(Saved entries)
-------------------------

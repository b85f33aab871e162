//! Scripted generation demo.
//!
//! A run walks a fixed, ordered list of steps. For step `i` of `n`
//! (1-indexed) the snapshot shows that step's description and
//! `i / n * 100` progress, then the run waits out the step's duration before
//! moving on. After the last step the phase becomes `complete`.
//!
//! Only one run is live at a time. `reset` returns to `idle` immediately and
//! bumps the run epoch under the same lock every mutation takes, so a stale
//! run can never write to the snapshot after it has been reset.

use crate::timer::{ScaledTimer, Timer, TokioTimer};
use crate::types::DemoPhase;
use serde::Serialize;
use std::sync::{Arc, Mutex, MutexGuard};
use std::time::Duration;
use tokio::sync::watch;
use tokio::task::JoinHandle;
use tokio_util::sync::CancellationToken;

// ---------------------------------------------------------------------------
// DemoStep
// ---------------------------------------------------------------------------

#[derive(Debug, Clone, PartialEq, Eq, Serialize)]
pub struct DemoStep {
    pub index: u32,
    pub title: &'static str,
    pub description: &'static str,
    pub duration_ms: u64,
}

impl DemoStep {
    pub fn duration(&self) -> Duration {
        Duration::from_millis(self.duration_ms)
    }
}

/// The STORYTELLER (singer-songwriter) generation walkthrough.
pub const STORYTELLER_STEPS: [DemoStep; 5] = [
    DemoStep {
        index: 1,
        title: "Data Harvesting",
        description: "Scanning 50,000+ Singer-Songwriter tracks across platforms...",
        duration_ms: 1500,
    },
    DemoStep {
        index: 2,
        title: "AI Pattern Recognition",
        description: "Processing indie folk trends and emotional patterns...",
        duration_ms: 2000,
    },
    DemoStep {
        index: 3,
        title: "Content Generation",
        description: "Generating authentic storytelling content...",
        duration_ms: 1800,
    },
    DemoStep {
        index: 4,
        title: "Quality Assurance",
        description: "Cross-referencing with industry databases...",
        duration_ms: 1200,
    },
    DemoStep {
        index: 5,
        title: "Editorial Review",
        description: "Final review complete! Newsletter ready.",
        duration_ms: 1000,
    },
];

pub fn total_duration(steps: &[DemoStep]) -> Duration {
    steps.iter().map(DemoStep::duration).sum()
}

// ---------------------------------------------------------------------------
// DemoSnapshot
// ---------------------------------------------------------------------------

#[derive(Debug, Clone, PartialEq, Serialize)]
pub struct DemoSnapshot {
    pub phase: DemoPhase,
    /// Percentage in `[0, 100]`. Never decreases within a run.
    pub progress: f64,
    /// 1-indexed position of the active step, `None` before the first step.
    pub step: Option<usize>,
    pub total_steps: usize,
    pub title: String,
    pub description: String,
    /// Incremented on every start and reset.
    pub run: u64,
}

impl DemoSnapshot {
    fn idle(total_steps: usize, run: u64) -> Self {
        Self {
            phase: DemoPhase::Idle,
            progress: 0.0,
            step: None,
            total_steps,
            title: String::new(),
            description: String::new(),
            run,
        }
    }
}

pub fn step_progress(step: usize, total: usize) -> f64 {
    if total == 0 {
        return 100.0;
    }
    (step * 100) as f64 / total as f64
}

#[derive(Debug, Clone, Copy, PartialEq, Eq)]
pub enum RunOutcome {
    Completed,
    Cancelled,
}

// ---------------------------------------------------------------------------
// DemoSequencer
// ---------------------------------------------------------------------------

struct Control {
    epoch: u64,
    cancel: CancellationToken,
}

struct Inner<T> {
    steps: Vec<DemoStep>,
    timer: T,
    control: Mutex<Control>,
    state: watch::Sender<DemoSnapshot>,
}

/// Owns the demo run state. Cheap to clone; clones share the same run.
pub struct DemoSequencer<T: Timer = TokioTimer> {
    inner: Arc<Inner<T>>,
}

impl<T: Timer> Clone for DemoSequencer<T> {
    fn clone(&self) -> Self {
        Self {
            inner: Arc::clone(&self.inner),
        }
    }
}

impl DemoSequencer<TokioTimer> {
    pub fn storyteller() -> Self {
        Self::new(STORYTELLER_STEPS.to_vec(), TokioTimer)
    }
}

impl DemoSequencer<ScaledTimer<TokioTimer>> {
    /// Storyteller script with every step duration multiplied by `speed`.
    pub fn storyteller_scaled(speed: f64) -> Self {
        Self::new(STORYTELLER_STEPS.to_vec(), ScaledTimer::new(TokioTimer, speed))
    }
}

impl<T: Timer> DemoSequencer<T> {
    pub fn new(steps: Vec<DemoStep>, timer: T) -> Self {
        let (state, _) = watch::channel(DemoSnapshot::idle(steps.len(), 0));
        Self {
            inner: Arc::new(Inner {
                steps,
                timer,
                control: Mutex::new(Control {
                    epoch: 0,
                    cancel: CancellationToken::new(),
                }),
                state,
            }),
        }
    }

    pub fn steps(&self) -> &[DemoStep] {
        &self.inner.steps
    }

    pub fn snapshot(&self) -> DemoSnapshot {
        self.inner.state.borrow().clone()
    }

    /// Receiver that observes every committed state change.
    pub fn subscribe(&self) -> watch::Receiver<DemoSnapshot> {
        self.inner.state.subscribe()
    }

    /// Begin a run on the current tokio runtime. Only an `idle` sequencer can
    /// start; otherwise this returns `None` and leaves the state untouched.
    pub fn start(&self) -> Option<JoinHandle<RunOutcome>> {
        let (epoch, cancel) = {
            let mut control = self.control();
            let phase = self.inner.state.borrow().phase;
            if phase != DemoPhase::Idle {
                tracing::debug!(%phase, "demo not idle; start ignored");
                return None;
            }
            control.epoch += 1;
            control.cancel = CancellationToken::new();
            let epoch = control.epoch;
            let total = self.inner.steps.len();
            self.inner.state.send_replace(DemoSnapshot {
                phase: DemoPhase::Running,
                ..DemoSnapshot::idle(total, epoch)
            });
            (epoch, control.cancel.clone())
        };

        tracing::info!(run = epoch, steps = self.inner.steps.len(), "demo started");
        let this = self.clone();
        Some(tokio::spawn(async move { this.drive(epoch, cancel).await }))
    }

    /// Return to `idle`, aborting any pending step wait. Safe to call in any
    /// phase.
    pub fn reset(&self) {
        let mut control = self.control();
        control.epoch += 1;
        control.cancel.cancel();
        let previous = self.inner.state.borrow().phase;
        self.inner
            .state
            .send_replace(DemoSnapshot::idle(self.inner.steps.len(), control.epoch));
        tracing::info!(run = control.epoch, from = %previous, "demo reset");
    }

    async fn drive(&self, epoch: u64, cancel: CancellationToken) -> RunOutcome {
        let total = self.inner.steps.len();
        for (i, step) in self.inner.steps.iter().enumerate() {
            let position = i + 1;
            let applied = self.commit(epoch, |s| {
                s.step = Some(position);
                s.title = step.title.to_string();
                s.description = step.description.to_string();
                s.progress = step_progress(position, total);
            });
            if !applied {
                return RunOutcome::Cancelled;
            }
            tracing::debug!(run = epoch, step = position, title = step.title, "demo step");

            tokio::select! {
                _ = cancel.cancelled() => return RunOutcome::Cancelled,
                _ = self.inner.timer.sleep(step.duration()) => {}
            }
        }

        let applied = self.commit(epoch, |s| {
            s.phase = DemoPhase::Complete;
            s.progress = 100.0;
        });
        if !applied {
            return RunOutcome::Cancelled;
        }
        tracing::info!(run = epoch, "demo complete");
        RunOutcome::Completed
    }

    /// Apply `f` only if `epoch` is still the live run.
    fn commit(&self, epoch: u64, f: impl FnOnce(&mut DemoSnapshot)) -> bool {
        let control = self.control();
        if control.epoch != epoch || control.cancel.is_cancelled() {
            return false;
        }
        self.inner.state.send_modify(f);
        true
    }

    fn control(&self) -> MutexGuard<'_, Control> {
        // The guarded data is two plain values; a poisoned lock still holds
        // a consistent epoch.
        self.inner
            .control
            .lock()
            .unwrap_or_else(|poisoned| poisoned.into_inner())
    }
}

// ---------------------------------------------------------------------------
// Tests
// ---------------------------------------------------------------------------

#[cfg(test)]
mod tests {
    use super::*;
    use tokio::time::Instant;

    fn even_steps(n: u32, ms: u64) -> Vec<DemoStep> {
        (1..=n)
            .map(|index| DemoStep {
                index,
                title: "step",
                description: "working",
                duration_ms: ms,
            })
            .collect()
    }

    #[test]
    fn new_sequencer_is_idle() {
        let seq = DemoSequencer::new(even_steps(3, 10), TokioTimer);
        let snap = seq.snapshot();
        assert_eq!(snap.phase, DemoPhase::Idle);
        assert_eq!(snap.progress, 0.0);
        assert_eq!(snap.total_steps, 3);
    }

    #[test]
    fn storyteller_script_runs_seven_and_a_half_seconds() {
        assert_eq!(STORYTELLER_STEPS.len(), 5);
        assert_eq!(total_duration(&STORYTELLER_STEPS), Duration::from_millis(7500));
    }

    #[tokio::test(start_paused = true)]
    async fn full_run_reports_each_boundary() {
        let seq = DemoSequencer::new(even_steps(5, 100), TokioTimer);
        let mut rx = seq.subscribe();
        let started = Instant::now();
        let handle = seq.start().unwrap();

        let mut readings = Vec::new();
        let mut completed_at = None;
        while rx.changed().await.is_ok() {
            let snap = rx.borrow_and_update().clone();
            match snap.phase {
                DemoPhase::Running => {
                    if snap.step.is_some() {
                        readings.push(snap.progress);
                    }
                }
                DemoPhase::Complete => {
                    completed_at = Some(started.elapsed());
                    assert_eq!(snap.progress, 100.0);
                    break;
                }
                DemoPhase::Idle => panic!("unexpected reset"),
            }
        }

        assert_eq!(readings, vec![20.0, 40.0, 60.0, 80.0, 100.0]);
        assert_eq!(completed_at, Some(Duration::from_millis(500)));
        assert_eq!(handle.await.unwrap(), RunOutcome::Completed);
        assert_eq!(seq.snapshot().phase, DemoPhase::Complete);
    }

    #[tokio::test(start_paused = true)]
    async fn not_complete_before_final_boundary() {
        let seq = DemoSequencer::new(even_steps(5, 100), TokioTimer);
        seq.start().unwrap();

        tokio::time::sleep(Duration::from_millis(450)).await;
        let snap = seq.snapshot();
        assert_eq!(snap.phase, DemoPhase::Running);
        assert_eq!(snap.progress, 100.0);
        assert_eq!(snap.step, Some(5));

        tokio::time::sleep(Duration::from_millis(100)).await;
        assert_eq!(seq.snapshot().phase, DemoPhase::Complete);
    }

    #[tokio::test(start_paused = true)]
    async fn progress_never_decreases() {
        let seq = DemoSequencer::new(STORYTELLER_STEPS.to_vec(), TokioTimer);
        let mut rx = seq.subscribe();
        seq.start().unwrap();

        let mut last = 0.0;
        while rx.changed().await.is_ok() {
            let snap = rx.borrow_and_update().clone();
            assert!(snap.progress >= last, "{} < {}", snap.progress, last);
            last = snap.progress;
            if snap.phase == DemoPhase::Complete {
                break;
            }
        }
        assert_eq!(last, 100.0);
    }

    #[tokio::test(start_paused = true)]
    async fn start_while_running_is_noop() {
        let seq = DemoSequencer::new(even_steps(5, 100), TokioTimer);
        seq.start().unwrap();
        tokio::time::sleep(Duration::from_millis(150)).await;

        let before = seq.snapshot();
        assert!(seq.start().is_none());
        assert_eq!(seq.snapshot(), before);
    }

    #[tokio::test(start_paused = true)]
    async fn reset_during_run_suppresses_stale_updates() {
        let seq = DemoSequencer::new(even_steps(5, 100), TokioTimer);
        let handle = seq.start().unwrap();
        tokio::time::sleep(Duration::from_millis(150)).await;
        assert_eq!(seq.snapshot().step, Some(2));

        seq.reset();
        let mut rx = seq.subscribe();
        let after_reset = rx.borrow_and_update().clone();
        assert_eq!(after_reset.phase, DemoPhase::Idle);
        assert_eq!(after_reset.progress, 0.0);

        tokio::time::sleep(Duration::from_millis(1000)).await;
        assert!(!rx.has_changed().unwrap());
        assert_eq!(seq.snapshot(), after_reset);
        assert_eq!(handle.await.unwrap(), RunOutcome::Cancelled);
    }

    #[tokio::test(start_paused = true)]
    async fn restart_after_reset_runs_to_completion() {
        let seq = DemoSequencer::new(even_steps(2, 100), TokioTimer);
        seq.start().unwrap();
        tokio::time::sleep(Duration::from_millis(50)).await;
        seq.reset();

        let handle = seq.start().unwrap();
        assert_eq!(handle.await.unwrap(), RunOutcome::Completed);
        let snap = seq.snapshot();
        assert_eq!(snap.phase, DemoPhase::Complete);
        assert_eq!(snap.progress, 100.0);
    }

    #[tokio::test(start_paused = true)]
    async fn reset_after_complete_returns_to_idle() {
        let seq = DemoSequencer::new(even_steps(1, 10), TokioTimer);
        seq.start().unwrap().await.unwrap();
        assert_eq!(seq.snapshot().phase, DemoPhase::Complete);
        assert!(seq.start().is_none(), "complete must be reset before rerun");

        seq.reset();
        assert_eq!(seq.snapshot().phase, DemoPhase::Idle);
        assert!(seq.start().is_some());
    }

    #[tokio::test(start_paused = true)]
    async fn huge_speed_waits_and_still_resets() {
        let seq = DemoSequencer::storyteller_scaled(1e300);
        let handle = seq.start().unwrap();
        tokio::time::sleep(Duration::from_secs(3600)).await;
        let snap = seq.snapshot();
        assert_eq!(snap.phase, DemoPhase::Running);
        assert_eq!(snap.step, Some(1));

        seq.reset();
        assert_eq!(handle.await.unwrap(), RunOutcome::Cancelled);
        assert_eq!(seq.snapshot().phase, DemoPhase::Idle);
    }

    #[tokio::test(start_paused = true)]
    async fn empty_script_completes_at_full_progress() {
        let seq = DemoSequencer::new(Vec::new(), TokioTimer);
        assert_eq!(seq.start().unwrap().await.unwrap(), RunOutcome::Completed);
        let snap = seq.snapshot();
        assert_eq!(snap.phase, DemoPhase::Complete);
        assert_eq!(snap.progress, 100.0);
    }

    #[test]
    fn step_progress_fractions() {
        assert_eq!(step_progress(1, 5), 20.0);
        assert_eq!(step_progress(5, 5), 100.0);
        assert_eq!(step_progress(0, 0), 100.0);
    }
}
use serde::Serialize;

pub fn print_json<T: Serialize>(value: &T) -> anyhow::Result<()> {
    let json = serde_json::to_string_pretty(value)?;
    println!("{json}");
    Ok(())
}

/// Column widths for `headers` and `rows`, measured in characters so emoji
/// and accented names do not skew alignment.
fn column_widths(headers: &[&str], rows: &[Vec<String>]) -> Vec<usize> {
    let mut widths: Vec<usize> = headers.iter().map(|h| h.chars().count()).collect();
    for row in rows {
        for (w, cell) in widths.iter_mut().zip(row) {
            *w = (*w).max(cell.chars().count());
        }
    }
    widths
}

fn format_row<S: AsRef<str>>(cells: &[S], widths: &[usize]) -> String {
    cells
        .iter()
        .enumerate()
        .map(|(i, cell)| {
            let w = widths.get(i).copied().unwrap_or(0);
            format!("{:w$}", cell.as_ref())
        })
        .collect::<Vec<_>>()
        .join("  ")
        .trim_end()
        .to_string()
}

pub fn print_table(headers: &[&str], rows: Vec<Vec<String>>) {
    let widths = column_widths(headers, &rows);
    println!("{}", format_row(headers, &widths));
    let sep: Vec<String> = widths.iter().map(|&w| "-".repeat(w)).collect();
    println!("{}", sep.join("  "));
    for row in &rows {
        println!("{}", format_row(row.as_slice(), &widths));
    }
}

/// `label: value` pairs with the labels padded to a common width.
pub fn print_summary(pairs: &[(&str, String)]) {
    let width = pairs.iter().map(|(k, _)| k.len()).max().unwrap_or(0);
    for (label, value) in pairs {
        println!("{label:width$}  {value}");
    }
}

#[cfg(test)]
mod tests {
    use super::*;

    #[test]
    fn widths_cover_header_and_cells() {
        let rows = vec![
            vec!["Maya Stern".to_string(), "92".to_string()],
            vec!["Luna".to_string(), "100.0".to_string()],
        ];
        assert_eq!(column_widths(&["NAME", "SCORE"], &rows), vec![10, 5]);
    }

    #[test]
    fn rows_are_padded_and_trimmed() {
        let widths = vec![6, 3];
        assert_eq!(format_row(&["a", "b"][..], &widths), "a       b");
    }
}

-------------------------

§ What you are asked to do
Look above for lines with the word "drive" and copy them all.

§ Completed task
        Some(tokio::spawn(async move { this.drive(epoch, cancel).await }))
    async fn drive(&self, epoch: u64, cancel: CancellationToken) -> RunOutcome {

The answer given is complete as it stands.